Get useful tips and information about how much commercial insurance costs, small business risks and exposures, how insurance regulations effect your businesses' and detailed descriptions of coverages and exclusions and more. Most small businesses need to buy the following four types of insurance at a minimum to cover their operations from every day risks:

Property Insurance: This policy covers a business if the property used in the business is damaged or stolen as the result of common perils like fire or theft. Commercial property insurance covers the buildings, structures and also business personal property - which includes furniture, inventory, raw materials, machinery, computers and other items.

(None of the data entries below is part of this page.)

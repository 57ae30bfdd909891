//! pyzpack - Python app packer with a content-addressed dependency cache
//!
//! Packs an application directory plus its pip-resolved dependencies into a
//! single executable `.pyz` archive via shiv. The pip install is skipped
//! whenever the requirements manifest is byte-identical to the one recorded
//! by the last successful install, and stale per-build runtime cache entries
//! can be reclaimed from the shared cache root.

pub mod build;
pub mod cache;
pub mod cli;
pub mod config;
pub mod diag;
pub mod error;
pub mod tools;

pub use error::{PyzpackError, PyzpackResult};
//! Manifest fingerprinting for content-addressed dependency caching
//!
//! A fingerprint is the SHA-256 digest of the exact bytes of a requirements
//! manifest, as lowercase hex. Identical bytes always produce the same
//! fingerprint; any byte difference changes it. The digest accepted by the
//! last successful install is persisted to a small record file, which is the
//! cache key the gate compares against.

use crate::error::{PyzpackError, PyzpackResult};
use sha2::{Digest, Sha256};
use std::fs;
use std::path::Path;

/// Compute the SHA-256 fingerprint of a file's contents as lowercase hex.
///
/// A missing file is a caller error and surfaces as `PathNotFound`.
pub fn fingerprint(path: &Path) -> PyzpackResult<String> {
    let contents = fs::read(path).map_err(|e| {
        if e.kind() == std::io::ErrorKind::NotFound {
            PyzpackError::PathNotFound(path.to_path_buf())
        } else {
            PyzpackError::io(format!("reading {}", path.display()), e)
        }
    })?;

    let mut hasher = Sha256::new();
    hasher.update(&contents);
    Ok(hex::encode(hasher.finalize()))
}

/// Write a fingerprint to `record` verbatim, overwriting any prior content.
///
/// Callers pass the digest they computed before acting on it, so the record
/// always reflects the manifest bytes that were actually installed.
pub fn store_record(record: &Path, digest: &str) -> PyzpackResult<()> {
    fs::write(record, digest)
        .map_err(|e| PyzpackError::io(format!("writing record {}", record.display()), e))
}

/// Read a previously stored fingerprint record.
///
/// An absent record is a legitimate "no prior successful install" state,
/// reported as `Ok(None)`.
pub fn read_record(record: &Path) -> PyzpackResult<Option<String>> {
    match fs::read_to_string(record) {
        Ok(text) => Ok(Some(text.trim().to_string())),
        Err(e) if e.kind() == std::io::ErrorKind::NotFound => Ok(None),
        Err(e) => Err(PyzpackError::io(
            format!("reading record {}", record.display()),
            e,
        )),
    }
}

Liability Insurance: Any company can be sued. Slip-and fall lawsuits are very common and be costly. Customers can claim you injured them or damaged their property - and lawsuits are very expensive. Commercial liability insurance pays damages and can include attorney's fees and other legal expenses. It also ca pay for the medical bills of injured third parties

Commercial Auto Insurance: For vehicles owned by the business. Commercial auto insurance pays bodily injury or property damage costs for which the business is found liable - up the the policy limits for liability and property damage.

Workers Compensation Insurance: In almost every state employers must provide workers comp when there are W2 employees. Workers compensation pays for the medical care of employees and can replace a portion of lost wages - regardless of who was at fault for the injuries.